That was usually accomplished by engineering drugs that were very, very similar to other, legal, and more common chemicals. The chemistry of the aptly-named Ozone drug closely resembled that that of the ozone of the upper atmosphere. Afraid to be adventurous about deploying something that could mistake the latter for the former, drug enforcers had already spent a year and a half researching and developing, and they hadn't performed a single trial. This in comparison to the typical month-or-two turnaround for nanobots particular to the average illicit substance.

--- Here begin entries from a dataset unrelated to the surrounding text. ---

//! 单槽投递队列：定时器与周期器向调用方交付触发时间的通道。
//!
//! # 设计背景（Why）
//! - 真实定时器的通道只缓存一个值，消费者来不及读取时后续的 tick 被直接丢弃；虚拟时钟必须复现这种
//!   “有损而非排队”的行为，否则测试会观测到生产环境不存在的积压；
//! - `reset` 需要在重新装填前清空尚未读取的旧值，所以生产方也要能从槽中取走数据，普通 `mpsc` 通道做不到。
//!
//! # 契约说明（What）
//! - 槽满时 `offer` 静默丢弃新值并返回 `false`；
//! - `recv` 系列方法取走槽中的值，槽随之变空；
//! - 所有克隆共享同一个槽。

use std::sync::Arc;
use std::time::Duration;

use chrono::{DateTime, Utc};
use parking_lot::{Condvar, Mutex};

use crate::cancellation::Cancellation;
use crate::error::ClockError;

/// 至多缓存一个触发时间的投递槽。
#[derive(Clone, Debug, Default)]
pub struct TickSlot {
    inner: Arc<SlotInner>,
}

#[derive(Debug, Default)]
struct SlotInner {
    value: Mutex<Option<DateTime<Utc>>>,
    cond: Condvar,
}

impl TickSlot {
    pub(crate) fn new() -> Self {
        Self::default()
    }

    /// 阻塞直到取得一个值。
    pub fn recv(&self) -> DateTime<Utc> {
        let mut value = self.inner.value.lock();
        loop {
            if let Some(at) = value.take() {
                return at;
            }
            self.inner.cond.wait(&mut value);
        }
    }

    /// 非阻塞读取；槽为空时返回 `None`。
    pub fn try_recv(&self) -> Option<DateTime<Utc>> {
        self.inner.value.lock().take()
    }

    /// 最多等待 `timeout` 的真实时间。
    pub fn recv_timeout(&self, timeout: Duration) -> Option<DateTime<Utc>> {
        let mut value = self.inner.value.lock();
        if value.is_none() {
            // 超时后仍以槽内状态为准，唤醒与超时同时发生时不丢值。
            let _ = self
                .inner
                .cond
                .wait_while_for(&mut value, |slot| slot.is_none(), timeout);
        }
        value.take()
    }

    /// 等待一个值，或在令牌取消时返回取消原因。
    pub fn recv_until(&self, ctx: &Cancellation) -> Result<DateTime<Utc>, ClockError> {
        let waker = Arc::clone(&self.inner);
        let _registration = ctx.on_cancel(move || {
            let _guard = waker.value.lock();
            waker.cond.notify_all();
        });
        let mut value = self.inner.value.lock();
        loop {
            if let Some(at) = value.take() {
                return Ok(at);
            }
            if let Some(cause) = ctx.cause() {
                return Err(cause);
            }
            self.inner.cond.wait(&mut value);
        }
    }

    /// 槽当前是否为空。
    pub fn is_empty(&self) -> bool {
        self.inner.value.lock().is_none()
    }

    /// 非阻塞投递；槽已满时丢弃 `at`。
    pub(crate) fn offer(&self, at: DateTime<Utc>) -> bool {
        let mut value = self.inner.value.lock();
        if value.is_some() {
            return false;
        }
        *value = Some(at);
        self.inner.cond.notify_one();
        true
    }

    /// 清空尚未被读取的值。
    pub(crate) fn drain(&self) -> Option<DateTime<Utc>> {
        self.inner.value.lock().take()
    }
}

Pea prepared a syringe and rubbed at her inner arm with a towelette. She shook the needle and searched for the faint blue color in the gassed saline to satisfy herself the Ozone was pure. She found a vein quickly in the bright light she kept on her and she pressed the needle in.

Pea's pulse slowed almost to a stop. Her respiration became undetectable. The world in front of her eyes quickened. Her muscles relaxed and her head was filled with endorphins. The calming and gratifying high that felt like minutes left her unmoving in her chair for hours.

Pea was an employee of the government. Specifically, she was a scientist on the massive, funds-hogging team tasked with making the Ozone-killing bots. The work was monotonous but it paid her well. In the morning she cleaned up, dressed, then stared at her feet while she took the train to her lab.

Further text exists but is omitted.